## Problem details
Filter the entries below, keeping every line that has the word "balance".

Stored records
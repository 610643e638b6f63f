use colored::Colorize;
use comfy_table::{ContentArrangement, Table};

use super::Context;

pub fn run(ctx: &Context) -> Result<(), String> {
    let catalog = ctx.load_catalog()?;

    let mut table = Table::new();
    table.set_content_arrangement(ContentArrangement::Dynamic);
    table.set_header(vec!["Code", "Title", "Message"]);
    for outcome in catalog.outcomes() {
        table.add_row(vec![
            outcome.code.clone(),
            outcome.title.clone(),
            outcome.message.clone(),
        ]);
    }

    println!("{table}");
    println!(
        "  {} outcomes: favorable {}, {} unfavorable",
        catalog.len(),
        catalog.favorable().code.green(),
        catalog.unfavorable().len()
    );
    Ok(())
}
pub mod catalog;
pub mod coin;
pub mod history;
pub mod odds;
pub mod profile;
pub mod reset;
pub mod simulate;
pub mod spin;
pub mod status;
pub mod unlock;

use std::path::PathBuf;

use cap_core::Catalog;
use cap_machine::{MachineConfig, MachineError, MachineState, SlotMachine};

/// Options shared by every command.
pub struct Context {
    /// Machine state file.
    pub state_path: PathBuf,
    /// RNG seed.
    pub seed: Option<u64>,
    /// Custom catalog file.
    pub catalog: Option<PathBuf>,
}

impl Context {
    /// The catalog to play with: the custom file if given, else the standard one.
    fn load_catalog(&self) -> Result<Catalog, String> {
        SlotMachine::load_catalog(self.catalog.as_deref()).map_err(|e| self.catalog_error(&e))
    }

    fn catalog_error(&self, e: &MachineError) -> String {
        match &self.catalog {
            Some(path) => format!("failed to load catalog {}: {e}", path.display()),
            None => e.to_string(),
        }
    }

    /// Default machine configuration with the seed applied.
    fn config(&self) -> MachineConfig {
        let config = MachineConfig::default();
        match self.seed {
            Some(seed) => config.with_seed(seed),
            None => config,
        }
    }
}

/// Load the stored state into a machine.
fn open_machine(ctx: &Context) -> Result<SlotMachine, String> {
    open_machine_with(ctx, ctx.config())
}

/// Load the stored state into a machine with a custom configuration.
fn open_machine_with(ctx: &Context, config: MachineConfig) -> Result<SlotMachine, String> {
    tracing::debug!(
        state = %ctx.state_path.display(),
        catalog = ?ctx.catalog,
        seed = ?config.seed,
        reels = config.reel_count,
        "opening machine"
    );
    let state = MachineState::load(&ctx.state_path);
    SlotMachine::from_catalog_path(ctx.catalog.as_deref(), config, state)
        .map_err(|e| ctx.catalog_error(&e))
}

/// Persist the machine's state.
fn save_machine(ctx: &Context, machine: SlotMachine) -> Result<(), String> {
    tracing::debug!(state = %ctx.state_path.display(), "saving machine");
    machine
        .into_state()
        .save(&ctx.state_path)
        .map_err(|e| e.to_string())
}

/// Format a probability as a percentage.
fn percent(p: f64) -> String {
    format!("{:.1}%", p * 100.0)
}

/// Format a signed point delta.
fn signed(points: f64) -> String {
    if points > 0.0 {
        format!("+{points}")
    } else {
        format!("{points}")
    }
}
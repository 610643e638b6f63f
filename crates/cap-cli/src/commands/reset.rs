use super::Context;

pub fn run(ctx: &Context) -> Result<(), String> {
    let mut machine = super::open_machine(ctx)?;
    machine.reset();
    println!("  Machine reset. History kept ({} entries).", machine.state().history.len());
    super::save_machine(ctx, machine)
}
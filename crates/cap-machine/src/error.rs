//! Error types for the slot machine.

use std::path::PathBuf;

use thiserror::Error;

/// Result type for machine operations.
pub type MachineResult<T> = Result<T, MachineError>;

/// Errors that can occur while operating the machine.
#[derive(Debug, Error)]
pub enum MachineError {
    /// A spin was requested while the spin lock is set.
    #[error("spin locked: the machine has already been played")]
    SpinLocked,

    /// A probability outside `[0, 1]` was supplied to a simulation.
    #[error("invalid probability: {0}")]
    InvalidProbability(f64),

    /// The state file could not be written.
    #[error("failed to write state file {}: {source}", path.display())]
    Io {
        /// Path of the state file.
        path: PathBuf,
        /// Underlying I/O error.
        source: std::io::Error,
    },

    /// The state could not be serialized.
    #[error("failed to serialize state: {0}")]
    Serialize(#[from] serde_json::Error),

    /// Core engine error.
    #[error("{0}")]
    Core(#[from] cap_core::CoreError),
}
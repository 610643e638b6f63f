use colored::Colorize;

use super::Context;

pub fn run(ctx: &Context, count: u32) -> Result<(), String> {
    let mut machine = super::open_machine(ctx)?;

    let balance = machine.insert_coins(count);

    println!(
        "  {} {count} coin{}. Balance: {balance}",
        "Inserted".bold(),
        if count == 1 { "" } else { "s" },
    );
    if balance.triggers_override() {
        println!("  {}", "Full stack: the next spin is near certain.".green());
    }
    println!(
        "  {}",
        format!("win probability {}", super::percent(machine.odds().probability)).dimmed()
    );

    super::save_machine(ctx, machine)
}
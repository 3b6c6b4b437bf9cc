//! Relay configuration
//!
//! All tunable values are collected here so the orchestrator and its
//! collaborators never read ambient global state. A `RelayConfig` is
//! built once at process start and passed down explicitly.

use std::path::PathBuf;
use std::time::Duration;

/// Configuration for the command relay pipeline
#[derive(Debug, Clone)]
pub struct RelayConfig {
    /// Base URL of the action-execution bridge service
    pub bridge_endpoint: String,

    /// Timeout applied to each bridge HTTP request
    ///
    /// The LLM provider client manages its own timeouts; this only
    /// bounds calls to the local bridge service.
    pub bridge_timeout: Duration,

    /// Tokens that mark an utterance as potentially compound
    ///
    /// When extraction yields exactly one command but the input text
    /// contains any of these markers, the pipeline asks the LLM to
    /// re-derive a multi-step plan. The trigger set is policy, not a
    /// hard contract: it is locale-specific and meant to be tuned per
    /// deployment.
    pub multi_action_markers: Vec<String>,

    /// Optional path to the known-applications registry JSON
    ///
    /// When present, application names and aliases from this file are
    /// included in the command prompt as hints for `open_app`.
    pub app_registry_path: Option<PathBuf>,
}

impl Default for RelayConfig {
    fn default() -> Self {
        Self {
            bridge_endpoint: "http://localhost:5055".into(),
            bridge_timeout: Duration::from_secs(10),
            multi_action_markers: default_multi_action_markers(),
            app_registry_path: None,
        }
    }
}

impl RelayConfig {
    /// Create a config from environment variables
    ///
    /// Optional: RELAY_BRIDGE_ENDPOINT (defaults to http://localhost:5055)
    /// Optional: RELAY_APP_REGISTRY (path to applications.json)
    pub fn from_env() -> Self {
        let mut config = Self::default();
        if let Ok(endpoint) = std::env::var("RELAY_BRIDGE_ENDPOINT") {
            config.bridge_endpoint = endpoint;
        }
        if let Ok(path) = std::env::var("RELAY_APP_REGISTRY") {
            config.app_registry_path = Some(PathBuf::from(path));
        }
        config
    }

    /// True when `text` contains any compound-request marker
    pub fn looks_multi_action(&self, text: &str) -> bool {
        let lowered = text.to_lowercase();
        self.multi_action_markers
            .iter()
            .any(|marker| lowered.contains(marker.as_str()))
    }
}

/// Default compound-request markers: Russian sequencing tokens from the
/// original deployment, their English counterparts, and the comma.
fn default_multi_action_markers() -> Vec<String> {
    [
        " и ", "затем", "потом", "после", "сначала", "далее", " and ", " then ", ",",
    ]
    .into_iter()
    .map(String::from)
    .collect()
}

#[cfg(test)]
mod tests {
    use super::*;

    #[test]
    fn test_default_endpoint() {
        let config = RelayConfig::default();
        assert_eq!(config.bridge_endpoint, "http://localhost:5055");
    }

    #[test]
    fn test_comma_marks_multi_action() {
        let config = RelayConfig::default();
        assert!(config.looks_multi_action("open notepad, then mute the sound"));
        assert!(!config.looks_multi_action("open notepad"));
    }

    #[test]
    fn test_russian_markers() {
        let config = RelayConfig::default();
        assert!(config.looks_multi_action("открой блокнот и выключи звук"));
        assert!(config.looks_multi_action("сначала открой браузер"));
    }
}
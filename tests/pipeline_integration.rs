//! Integration tests for the command pipeline
//!
//! The LLM and the bridge are replaced with scripted doubles so every
//! scenario is deterministic: extraction fallback, compound-request
//! expansion, error recovery, and response aggregation.

use std::collections::VecDeque;
use std::sync::Mutex;

use async_trait::async_trait;
use serde_json::json;

use command_relay::bridge::{BridgeResponse, CommandBridge};
use command_relay::command::Command;
use command_relay::core::config::RelayConfig;
use command_relay::core::error::{RelayError, Result};
use command_relay::llm::LlmSender;
use command_relay::pipeline::{Pipeline, PipelineResponse};

/// Sender double that replays scripted completions and records prompts
#[derive(Default)]
struct ScriptedSender {
    send_replies: Mutex<VecDeque<String>>,
    custom_replies: Mutex<VecDeque<String>>,
    answer_reply: Option<String>,
    send_prompts: Mutex<Vec<String>>,
    custom_prompts: Mutex<Vec<String>>,
    answered: Mutex<Vec<String>>,
}

impl ScriptedSender {
    fn with_send(self, reply: impl Into<String>) -> Self {
        self.send_replies.lock().unwrap().push_back(reply.into());
        self
    }

    fn with_custom(self, reply: impl Into<String>) -> Self {
        self.custom_replies.lock().unwrap().push_back(reply.into());
        self
    }

    fn with_answer(mut self, answer: impl Into<String>) -> Self {
        self.answer_reply = Some(answer.into());
        self
    }

    fn custom_calls(&self) -> usize {
        self.custom_prompts.lock().unwrap().len()
    }
}

#[async_trait]
impl LlmSender for ScriptedSender {
    async fn send(&self, prompt: &str) -> Result<String> {
        self.send_prompts.lock().unwrap().push(prompt.to_string());
        self.send_replies
            .lock()
            .unwrap()
            .pop_front()
            .ok_or_else(|| RelayError::LlmError("no scripted send reply".into()))
    }

    async fn answer(&self, user_text: &str) -> Result<String> {
        self.answered.lock().unwrap().push(user_text.to_string());
        self.answer_reply
            .clone()
            .ok_or_else(|| RelayError::LlmError("scripted answer failure".into()))
    }

    async fn complete_custom(&self, prompt: &str) -> Result<String> {
        self.custom_prompts.lock().unwrap().push(prompt.to_string());
        self.custom_replies
            .lock()
            .unwrap()
            .pop_front()
            .ok_or_else(|| RelayError::LlmError("no scripted custom reply".into()))
    }
}

/// Bridge double that records sent commands and replays scripted
/// responses; once the script runs out it acknowledges with an `ok`
/// echoing the command payload.
#[derive(Default)]
struct ScriptedBridge {
    replies: Mutex<VecDeque<Option<BridgeResponse>>>,
    sent: Mutex<Vec<Command>>,
}

impl ScriptedBridge {
    fn with_reply(self, reply: Option<BridgeResponse>) -> Self {
        self.replies.lock().unwrap().push_back(reply);
        self
    }

    fn sent_commands(&self) -> Vec<Command> {
        self.sent.lock().unwrap().clone()
    }
}

#[async_trait]
impl CommandBridge for ScriptedBridge {
    async fn send_command(&self, command: &Command) -> Option<BridgeResponse> {
        self.sent.lock().unwrap().push(command.clone());
        match self.replies.lock().unwrap().pop_front() {
            Some(reply) => reply,
            None => Some(BridgeResponse::ok(command.to_json())),
        }
    }
}

fn single(response: Option<PipelineResponse>) -> BridgeResponse {
    match response {
        Some(PipelineResponse::Single(response)) => response,
        other => panic!("expected a single response, got {other:?}"),
    }
}

fn many(response: Option<PipelineResponse>) -> Vec<BridgeResponse> {
    match response {
        Some(PipelineResponse::Many(responses)) => responses,
        other => panic!("expected a response list, got {other:?}"),
    }
}

/// Scenario A: invalid extraction falls back to a direct answer
#[tokio::test]
async fn fallback_answer_is_sent_when_command_is_invalid() {
    // Missing the required "answer" field to force validation failure
    let sender = ScriptedSender::default()
        .with_send(r#"{"action": "answer_question"}"#)
        .with_answer("готов ответ");
    let bridge = ScriptedBridge::default();
    let config = RelayConfig::default();

    let response = Pipeline::new(&sender, &bridge, &config)
        .process_text("непонятный ввод")
        .await
        .unwrap();

    let response = single(response);
    assert_eq!(response.status, "ok");

    let sent = bridge.sent_commands();
    assert_eq!(sent.len(), 1);
    assert_eq!(sent[0].action, "answer_question");
    assert_eq!(sent[0].params["answer"], "готов ответ");
    assert!(!sent[0].uuid.is_empty());
    assert!(!sent[0].timestamp.is_empty());

    // Both the extraction prompt and the fallback call carried the text
    assert!(sender.send_prompts.lock().unwrap()[0].contains("непонятный ввод"));
    assert_eq!(sender.answered.lock().unwrap()[0], "непонятный ввод");
}

/// When even the answer call fails, a fixed apology is dispatched
#[tokio::test]
async fn fallback_apology_when_answer_call_fails() {
    let sender = ScriptedSender::default().with_send(r#"{"action": "answer_question"}"#);
    let bridge = ScriptedBridge::default();
    let config = RelayConfig::default();

    let response = Pipeline::new(&sender, &bridge, &config)
        .process_text("непонятный ввод")
        .await
        .unwrap();

    assert_eq!(single(response).status, "ok");
    let sent = bridge.sent_commands();
    assert_eq!(sent[0].action, "answer_question");
    assert!(sent[0].params["answer"]
        .as_str()
        .unwrap()
        .contains("Не удалось распознать команду"));
}

/// When the fallback dispatch itself fails, the caller gets nothing
#[tokio::test]
async fn fallback_transport_failure_yields_none() {
    let sender = ScriptedSender::default()
        .with_send(r#"{"action": "answer_question"}"#)
        .with_answer("ready");
    let bridge = ScriptedBridge::default().with_reply(None);
    let config = RelayConfig::default();

    let response = Pipeline::new(&sender, &bridge, &config)
        .process_text("вопрос")
        .await
        .unwrap();

    assert!(response.is_none());
}

/// Scenario B: a compound-looking request is expanded to a full plan
#[tokio::test]
async fn compound_request_is_expanded_into_multiple_commands() {
    let sender = ScriptedSender::default()
        .with_send(r#"{"action": "open_app", "params": {"application": "notepad"}}"#)
        .with_custom(
            json!([
                {"action": "open_app", "params": {"application": "notepad"}},
                {"action": "open_app", "params": {"application": "calculator"}},
            ])
            .to_string(),
        );
    let bridge = ScriptedBridge::default();
    let config = RelayConfig::default();

    let response = Pipeline::new(&sender, &bridge, &config)
        .process_text("open notepad, then open the calculator")
        .await
        .unwrap();

    let responses = many(response);
    assert_eq!(responses.len(), 2);

    let sent = bridge.sent_commands();
    assert_eq!(sent.len(), 2);
    assert_eq!(sent[0].params["application"], "notepad");
    assert_eq!(sent[1].params["application"], "calculator");
}

/// Expansion keeps the original result when the plan has fewer than
/// two valid commands
#[tokio::test]
async fn expansion_keeps_original_when_plan_is_not_longer() {
    let sender = ScriptedSender::default()
        .with_send(r#"{"action": "open_app", "params": {"application": "notepad"}}"#)
        .with_custom(r#"[{"action": "open_app", "params": {"application": "notepad"}}]"#);
    let bridge = ScriptedBridge::default();
    let config = RelayConfig::default();

    let response = Pipeline::new(&sender, &bridge, &config)
        .process_text("открой блокнот и всё")
        .await
        .unwrap();

    assert_eq!(single(response).status, "ok");
    assert_eq!(bridge.sent_commands().len(), 1);
    assert_eq!(sender.custom_calls(), 1);
}

/// Expansion is best-effort: a failing multi-step call never breaks
/// the original single-command result
#[tokio::test]
async fn expansion_failure_is_swallowed() {
    // No scripted custom reply, so the multi-step call errors
    let sender = ScriptedSender::default()
        .with_send(r#"{"action": "open_app", "params": {"application": "notepad"}}"#);
    let bridge = ScriptedBridge::default();
    let config = RelayConfig::default();

    let response = Pipeline::new(&sender, &bridge, &config)
        .process_text("open notepad, please")
        .await
        .unwrap();

    assert_eq!(single(response).status, "ok");
    assert_eq!(bridge.sent_commands().len(), 1);
}

/// No expansion call is made when the text has no compound marker
#[tokio::test]
async fn no_expansion_without_compound_marker() {
    let sender = ScriptedSender::default()
        .with_send(r#"{"action": "open_app", "params": {"application": "notepad"}}"#);
    let bridge = ScriptedBridge::default();
    let config = RelayConfig::default();

    let response = Pipeline::new(&sender, &bridge, &config)
        .process_text("open notepad")
        .await
        .unwrap();

    assert_eq!(single(response).status, "ok");
    assert_eq!(sender.custom_calls(), 0);
}

/// Scenario C: a bridge error triggers one LLM-corrected retry
#[tokio::test]
async fn bridge_error_is_recovered_with_a_corrected_command() {
    let sender = ScriptedSender::default()
        .with_send(r#"{"action": "open_app", "params": {"application": "dicsord"}}"#)
        .with_custom(r#"{"action": "open_app", "params": {"application": "discord"}}"#);
    let bridge =
        ScriptedBridge::default().with_reply(Some(BridgeResponse::error("Application not found")));
    let config = RelayConfig::default();

    let response = Pipeline::new(&sender, &bridge, &config)
        .process_text("открой дискорд")
        .await
        .unwrap();

    let response = single(response);
    assert_eq!(response.status, "ok");

    let sent = bridge.sent_commands();
    assert_eq!(sent.len(), 2);
    assert_eq!(sent[0].params["application"], "dicsord");
    assert_eq!(sent[1].params["application"], "discord");

    let recovery_prompt = &sender.custom_prompts.lock().unwrap()[0];
    assert!(recovery_prompt.contains("Application not found"));
    assert!(recovery_prompt.contains("dicsord"));
}

/// A transport failure (no response at all) also triggers recovery
#[tokio::test]
async fn transport_failure_triggers_recovery() {
    let sender = ScriptedSender::default()
        .with_send(r#"{"action": "open_app", "params": {"application": "notepad"}}"#)
        .with_custom(r#"{"action": "open_app", "params": {"application": "notepad"}}"#);
    let bridge = ScriptedBridge::default().with_reply(None);
    let config = RelayConfig::default();

    let response = Pipeline::new(&sender, &bridge, &config)
        .process_text("open notepad")
        .await
        .unwrap();

    assert_eq!(single(response).status, "ok");
    assert_eq!(bridge.sent_commands().len(), 2);
}

/// Recovery exhaustion returns the original error response unchanged
#[tokio::test]
async fn exhausted_recovery_returns_original_error() {
    // Corrected output is itself invalid (missing required answer)
    let sender = ScriptedSender::default()
        .with_send(r#"{"action": "open_app", "params": {"application": "dicsord"}}"#)
        .with_custom(r#"{"action": "answer_question"}"#);
    let bridge =
        ScriptedBridge::default().with_reply(Some(BridgeResponse::error("Application not found")));
    let config = RelayConfig::default();

    let response = Pipeline::new(&sender, &bridge, &config)
        .process_text("открой дискорд")
        .await
        .unwrap();

    let response = single(response);
    assert!(response.is_error());
    assert_eq!(response.error.as_deref(), Some("Application not found"));
    assert_eq!(bridge.sent_commands().len(), 1);
}

/// Recovery depth is capped at one: a failing corrected command does
/// not trigger a second correction
#[tokio::test]
async fn recovery_runs_at_most_once() {
    let sender = ScriptedSender::default()
        .with_send(r#"{"action": "open_app", "params": {"application": "dicsord"}}"#)
        .with_custom(r#"{"action": "open_app", "params": {"application": "discord"}}"#);
    let bridge = ScriptedBridge::default()
        .with_reply(Some(BridgeResponse::error("Application not found")))
        .with_reply(Some(BridgeResponse::error("still broken")));
    let config = RelayConfig::default();

    let response = Pipeline::new(&sender, &bridge, &config)
        .process_text("открой дискорд")
        .await
        .unwrap();

    // The corrected attempt's response stands, erroneous or not
    let response = single(response);
    assert_eq!(response.error.as_deref(), Some("still broken"));
    assert_eq!(bridge.sent_commands().len(), 2);
    assert_eq!(sender.custom_calls(), 1);
}

/// One failing sibling does not block the others; its recovered
/// response takes its spot in order
#[tokio::test]
async fn partial_failure_preserves_sibling_order() {
    let sender = ScriptedSender::default()
        .with_send(
            json!([
                {"action": "open_app", "params": {"application": "notepad"}},
                {"action": "adjust_setting", "params": {"setting": "volume", "value": "10"}},
            ])
            .to_string(),
        )
        .with_custom(
            r#"{"action": "adjust_setting", "params": {"setting": "volume", "value": "50"}}"#,
        );
    let bridge = ScriptedBridge::default()
        .with_reply(Some(BridgeResponse::ok(json!({"opened": "notepad"}))))
        .with_reply(Some(BridgeResponse::error("Invalid volume")));
    let config = RelayConfig::default();

    let response = Pipeline::new(&sender, &bridge, &config)
        .process_text("everything at once")
        .await
        .unwrap();

    let responses = many(response);
    assert_eq!(responses.len(), 2);
    assert_eq!(responses[0].result, Some(json!({"opened": "notepad"})));
    assert_eq!(responses[1].status, "ok");

    let sent = bridge.sent_commands();
    assert_eq!(sent.len(), 3);
    assert_eq!(sent[2].params["value"], "50");
}

/// Scenario D-style payload: a valid multi-command extraction is
/// dispatched in order without expansion or recovery
#[tokio::test]
async fn valid_multi_command_payload_round_trips() {
    let sender = ScriptedSender::default().with_send(
        json!([
            {"action": "system_status", "params": {}, "uuid": "u1", "timestamp": "2025-01-01T00:00:00Z"},
            {"action": "open_app", "params": {"application": "notepad"}, "uuid": "u2", "timestamp": "2025-01-01T00:00:00Z"},
        ])
        .to_string(),
    );
    let bridge = ScriptedBridge::default();
    let config = RelayConfig::default();

    let response = Pipeline::new(&sender, &bridge, &config)
        .process_text("status and notepad")
        .await
        .unwrap();

    let responses = many(response);
    assert_eq!(responses.len(), 2);

    let sent = bridge.sent_commands();
    assert_eq!(sent[0].action, "system_status");
    assert_eq!(sent[0].uuid, "u1");
    assert_eq!(sent[1].action, "open_app");
}

/// A failure on the very first LLM call propagates to the caller
#[tokio::test]
async fn extraction_failure_propagates() {
    let sender = ScriptedSender::default();
    let bridge = ScriptedBridge::default();
    let config = RelayConfig::default();

    let result = Pipeline::new(&sender, &bridge, &config)
        .process_text("anything")
        .await;

    assert!(result.is_err());
    assert!(bridge.sent_commands().is_empty());
}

## Solution to the problem
    let balance = machine.insert_coins(count);
        "  {} {count} coin{}. Balance: {balance}",
    if balance.triggers_override() {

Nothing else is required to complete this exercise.